On a tenté de nous donner des tragédies en prose; mais je ne crois pas que cette entreprise puisse désormais réussir : qui a le plus ne saurait se contenter du moins. On sera toujours mal venu à dire au public: Je viens diminuer votre plaisir. Si, au milieu des tableaux de Rubens ou de Paul Véronèse, quelqu'un venait placer ses dessins au crayon, n'aurait-il pas tort de s'égaler à ces peintres? On est accoutumé dans les fêtes à des danses et à des chants; serait-ce assez de marcher et de parler, sous prétexte qu'on marcherait et qu'on parlerait bien, et que cela serait plus aisé et plus naturel?

Il y a grande apparence qu'il faudra toujours des vers sur tous les théâtres tragiques, et, de plus, toujours des rimes sur le nôtre. C'est même à cette contrainte de la rime et à cette sévérité extrême de notre versification que nous devons ces excellents ouvrages que nous avons dans notre langue. Nous voulons que la rime ne coûte jamais rien aux pensées, qu'elle ne soit ni triviale, ni trop recherchée; nous exigeons rigoureusement dans un vers la même pureté, la même exactitude que dans la prose. Nous ne permettons pas la moindre licence; nous demandons qu'un auteur porte sans discontinuer toutes ces chaînes, et cependant qu'il paraisse toujours libre; et nous ne reconnaissons pour poëtes que ceux qui ont rempli toutes ces conditions.

Voilà pourquoi il est plus aisé de faire cent vers en toute autre langue, que quatre vers en français. L'exemple de notre abbé Régnier Desmarais, de l'Académie française et de celle de la Crusca, en est une preuve bien évidente : il traduisit Anacréon en italien avec succès, et ses vers français sont, à l'exception de deux ou trois quatrains, au rang des plus médiocres. Notre Ménage était dans le même cas. Combien de nos beaux esprits ont fait de très-beaux vers latins, et n'ont pu être supportables en leur langue!
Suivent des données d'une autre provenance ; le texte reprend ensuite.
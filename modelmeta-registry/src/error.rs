//! Error types for the metadata registry.

use modelmeta_fields::FieldError;
use modelmeta_types::FieldId;
use thiserror::Error;

/// Result type alias using the crate's error type.
pub type Result<T> = std::result::Result<T, RegistryError>;

#[derive(Debug, Error)]
pub enum RegistryError {
    #[error("model type '{model_type}' has no facet satisfying '{capability}'")]
    CapabilityNotFound {
        model_type: &'static str,
        capability: &'static str,
    },

    #[error("no metadata descriptor registered for model type '{model_type}'")]
    MissingDescriptor { model_type: &'static str },

    #[error(
        "model type '{model_type}' is already described by '{existing}', cannot register '{conflicting}'"
    )]
    ConflictingDescriptor {
        model_type: &'static str,
        existing: &'static str,
        conflicting: &'static str,
    },

    #[error("type code {type_code} is used by both '{first}' and '{second}'")]
    DuplicateTypeCode {
        type_code: i64,
        first: &'static str,
        second: &'static str,
    },

    #[error("model type '{model_type}' declares field '{field}' more than once")]
    DuplicateField {
        model_type: &'static str,
        field: FieldId,
    },

    #[error("model type '{model_type}' has no field '{field}'")]
    UnknownField {
        model_type: &'static str,
        field: FieldId,
    },

    #[error("facet declarations of '{model_type}' form a cycle")]
    FacetCycle { model_type: &'static str },

    #[error("config error: {0}")]
    Config(String),

    #[error(transparent)]
    Field(#[from] FieldError),
}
Je sais combien de disputes j'ai essuyées sur notre versification en Angleterre, et quels reproches me fait souvent le savant évêque de Rochester sur cette contrainte puérile, qu'il prétend que nous nous imposons de gaieté de cœur. Mais soyez persuadé, mylord, que plus un étranger connaîtra notre langue, et plus il se réconciliera avec cette rime qui l'effraye d'abord. Non-seulement elle est nécessaire à notre tragédie, mais elle embellit nos comédies mêmes. Un bon mot en vers en est retenu plus aisément : les portraits de la vie humaine seront toujours plus frappants en vers qu'en prose; et qui dit vers en français dit nécessairement des vers rimés: en un mot, nous avons des comédies en prose du célèbre Molière, que l'on a été obligé de mettre en vers après sa mort, et qui ne sont plus jouées que de cette manière nouvelle.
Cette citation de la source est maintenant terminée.